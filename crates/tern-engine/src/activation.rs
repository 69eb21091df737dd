//! Implementation of activations.
//!
//! An activation is the caller-supplied binding of variable names to values
//! or thunks used during one evaluation. Activations are read-only views
//! owned by the caller; the evaluator borrows them for the duration of a
//! single evaluation, and a shared activation may be read concurrently from
//! multiple evaluations.

use std::collections::HashMap;
use std::fmt;
use std::sync::Arc;

use indexmap::IndexMap;

use crate::value::Value;

/// A trait implemented by variable resolvers.
pub trait Activation: Send + Sync {
    /// Resolves a variable name to a value.
    ///
    /// Returns `None` when the activation has no binding for the name.
    fn resolve(&self, name: &str) -> Option<Value>;
}

impl<A: Activation + ?Sized> Activation for &A {
    fn resolve(&self, name: &str) -> Option<Value> {
        (**self).resolve(name)
    }
}

impl Activation for HashMap<String, Value> {
    fn resolve(&self, name: &str) -> Option<Value> {
        self.get(name).cloned()
    }
}

/// An activation with no bindings.
#[derive(Debug, Clone, Copy, Default)]
pub struct EmptyActivation;

impl Activation for EmptyActivation {
    fn resolve(&self, _: &str) -> Option<Value> {
        None
    }
}

/// A single binding in a [`Bindings`] activation.
enum Binding {
    /// The binding holds a value.
    Value(Value),
    /// The binding holds a thunk invoked on each resolution.
    Thunk(Arc<dyn Fn() -> Value + Send + Sync>),
}

impl fmt::Debug for Binding {
    fn fmt(&self, f: &mut fmt::Formatter<'_>) -> fmt::Result {
        match self {
            Self::Value(value) => f.debug_tuple("Value").field(value).finish(),
            Self::Thunk(_) => f.debug_tuple("Thunk").finish(),
        }
    }
}

/// A map-backed activation with value and thunk bindings.
#[derive(Debug, Default)]
pub struct Bindings {
    /// The bindings by variable name.
    values: IndexMap<String, Binding>,
}

impl Bindings {
    /// Creates a new, empty set of bindings.
    pub fn new() -> Self {
        Self::default()
    }

    /// Binds a variable name to a value.
    pub fn bind(mut self, name: impl Into<String>, value: impl Into<Value>) -> Self {
        self.values.insert(name.into(), Binding::Value(value.into()));
        self
    }

    /// Binds a variable name to a thunk.
    ///
    /// The thunk is invoked on each resolution of the name; implementations
    /// that are expensive should memoize internally.
    pub fn bind_thunk(
        mut self,
        name: impl Into<String>,
        thunk: impl Fn() -> Value + Send + Sync + 'static,
    ) -> Self {
        self.values.insert(name.into(), Binding::Thunk(Arc::new(thunk)));
        self
    }

    /// Inserts a value binding into the set.
    pub fn insert(&mut self, name: impl Into<String>, value: impl Into<Value>) {
        self.values.insert(name.into(), Binding::Value(value.into()));
    }
}

impl Activation for Bindings {
    fn resolve(&self, name: &str) -> Option<Value> {
        match self.values.get(name)? {
            Binding::Value(value) => Some(value.clone()),
            Binding::Thunk(thunk) => Some((**thunk)()),
        }
    }
}

#[cfg(test)]
mod test {
    use pretty_assertions::assert_eq;

    use super::*;

    #[test]
    fn bindings_resolve_values_and_thunks() {
        let bindings = Bindings::new()
            .bind("x", 1i64)
            .bind_thunk("y", || Value::string("lazy"));

        assert_eq!(bindings.resolve("x").unwrap().as_int(), Some(1));
        assert_eq!(bindings.resolve("y").unwrap().as_str(), Some("lazy"));
        assert!(bindings.resolve("z").is_none());
    }
}
#[cfg(test)]
mod test {
    use pretty_assertions::assert_eq;
    use tern_grammar::parse;

    use super::*;
    use crate::registry::FieldDescriptor;
    use crate::registry::MessageDescriptor;
    use crate::registry::Registry;

    /// Builds a frozen registry with the standard declarations and a few
    /// test declarations.
    fn test_registry() -> FrozenRegistry {
        let registry = Registry::new();
        STDLIB.install(&registry).unwrap();
        registry
            .register_variable("name", Type::Primitive(PrimitiveTypeKind::String))
            .unwrap();
        registry
            .register_variable(
                "tags",
                Type::list(Type::Primitive(PrimitiveTypeKind::String)),
            )
            .unwrap();
        registry
            .register_variable(
                "attributes",
                Type::map(Type::Primitive(PrimitiveTypeKind::String), Type::Dyn),
            )
            .unwrap();
        registry
            .register_message(
                MessageDescriptor::new("test.Request")
                    .with_field(
                        "path",
                        FieldDescriptor::new(Type::Primitive(PrimitiveTypeKind::String)),
                    )
                    .with_field(
                        "size",
                        FieldDescriptor::new(Type::Primitive(PrimitiveTypeKind::Int)),
                    ),
            )
            .unwrap();
        registry
            .register_variable("request", Type::message("test.Request"))
            .unwrap();
        registry.freeze()
    }

    /// Checks the given source, returning its root type and diagnostics.
    fn check_str(source: &str) -> (Type, Vec<String>) {
        check_with_options(source, &CheckerOptions::default())
    }

    /// Checks the given source with options.
    fn check_with_options(source: &str, options: &CheckerOptions) -> (Type, Vec<String>) {
        let result = parse(source);
        assert!(
            result.diagnostics.is_empty(),
            "unexpected parse diagnostics: {diagnostics:?}",
            diagnostics = result.diagnostics
        );

        let registry = test_registry();
        let result = check(result.ast, &registry, options);
        let root = result.checked.root().expect("should have a root");
        let ty = result
            .checked
            .type_of(root)
            .cloned()
            .unwrap_or(Type::Error);
        (
            ty,
            result
                .diagnostics
                .iter()
                .map(|d| d.message().to_string())
                .collect(),
        )
    }

    #[test]
    fn infers_arithmetic_types() {
        let (ty, diagnostics) = check_str("1 + 2 * 3");
        assert_eq!(diagnostics, Vec::<String>::new());
        assert_eq!(ty, Type::Primitive(PrimitiveTypeKind::Int));
    }

    #[test]
    fn rejects_mismatched_operands() {
        let (ty, diagnostics) = check_str("1 + 'foo'");
        assert_eq!(ty, Type::Error);
        assert_eq!(
            diagnostics,
            vec!["found no matching overload for operator `+` applied to (int, string)"]
        );
    }

    #[test]
    fn permits_cross_numeric_comparison() {
        let (ty, diagnostics) = check_str("1 < 2u");
        assert_eq!(diagnostics, Vec::<String>::new());
        assert_eq!(ty, Type::Primitive(PrimitiveTypeKind::Bool));
    }

    #[test]
    fn resolves_registered_variables() {
        let (ty, diagnostics) = check_str("name == 'y'");
        assert_eq!(diagnostics, Vec::<String>::new());
        assert_eq!(ty, Type::Primitive(PrimitiveTypeKind::Bool));
    }

    #[test]
    fn reports_undeclared_references() {
        let (ty, diagnostics) = check_str("missing == 1");
        assert_eq!(ty, Type::Primitive(PrimitiveTypeKind::Bool));
        assert_eq!(diagnostics, vec!["undeclared reference to `missing`"]);
    }

    #[test]
    fn resolves_message_fields() {
        let (ty, diagnostics) = check_str("request.path");
        assert_eq!(diagnostics, Vec::<String>::new());
        assert_eq!(ty, Type::Primitive(PrimitiveTypeKind::String));
    }

    #[test]
    fn reports_unknown_fields() {
        let (_, diagnostics) = check_str("request.missing");
        assert_eq!(
            diagnostics,
            vec!["type `test.Request` does not have a field `missing`"]
        );
    }

    #[test]
    fn container_resolution_tries_prefixes() {
        let result = parse("Request{path: 'p'}");
        assert!(result.diagnostics.is_empty());
        let registry = test_registry();
        let options = CheckerOptions {
            container: "test".to_string(),
            ..Default::default()
        };
        let checked = check(result.ast, &registry, &options);
        assert!(
            checked.diagnostics.is_empty(),
            "unexpected diagnostics: {diagnostics:?}",
            diagnostics = checked.diagnostics
        );
        let root = checked.checked.root().unwrap();
        assert_eq!(
            checked.checked.type_of(root),
            Some(&Type::message("test.Request"))
        );
    }

    #[test]
    fn checks_comprehensions() {
        let (ty, diagnostics) = check_str("tags.exists(t, t == 'prod')");
        assert_eq!(diagnostics, Vec::<String>::new());
        assert_eq!(ty, Type::Primitive(PrimitiveTypeKind::Bool));
    }

    #[test]
    fn checks_presence_tests() {
        let (ty, diagnostics) = check_str("has(attributes.env) && attributes.env == 'prod'");
        assert_eq!(diagnostics, Vec::<String>::new());
        assert_eq!(ty, Type::Primitive(PrimitiveTypeKind::Bool));
    }

    #[test]
    fn optional_selection_produces_optional_types() {
        let (ty, diagnostics) = check_str("request.?path");
        assert_eq!(diagnostics, Vec::<String>::new());
        assert_eq!(
            ty,
            Type::optional(Type::Primitive(PrimitiveTypeKind::String))
        );
    }

    #[test]
    fn homogeneous_literals_reject_mixed_elements() {
        let options = CheckerOptions {
            homogeneous_aggregate_literals: true,
            ..Default::default()
        };
        let (_, diagnostics) = check_with_options("[1, 'two']", &options);
        assert_eq!(
            diagnostics,
            vec![
                "expected type `int` in a homogeneous aggregate literal, but found type `string`"
            ]
        );
    }

    #[test]
    fn enforces_comprehension_nesting_limit() {
        let options = CheckerOptions {
            comprehension_nesting_limit: 1,
            ..Default::default()
        };
        let (_, diagnostics) =
            check_with_options("tags.all(a, tags.exists(b, a == b))", &options);
        assert_eq!(
            diagnostics,
            vec!["comprehension exceeds the maximum nesting depth of 1"]
        );
    }

    #[test]
    fn type_identifiers_resolve_to_type_values() {
        let (ty, diagnostics) = check_str("type(1) == int");
        assert_eq!(diagnostics, Vec::<String>::new());
        assert_eq!(ty, Type::Primitive(PrimitiveTypeKind::Bool));
    }
}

□ □ □ □ □

- [YOUR ASSIGNMENT]
Please restate only the opening stretch of the records above: every line from the first through the one containing "read concurrently from", exactly as written.

- [SOLVED EXERCISE]
filename crates/tern-engine/src/activation.rs
repository 69eb21091df737dd
//! Implementation of activations.
//!
//! An activation is the caller-supplied binding of variable names to values
//! or thunks used during one evaluation. Activations are read-only views
//! owned by the caller; the evaluator borrows them for the duration of a
//! single evaluation, and a shared activation may be read concurrently from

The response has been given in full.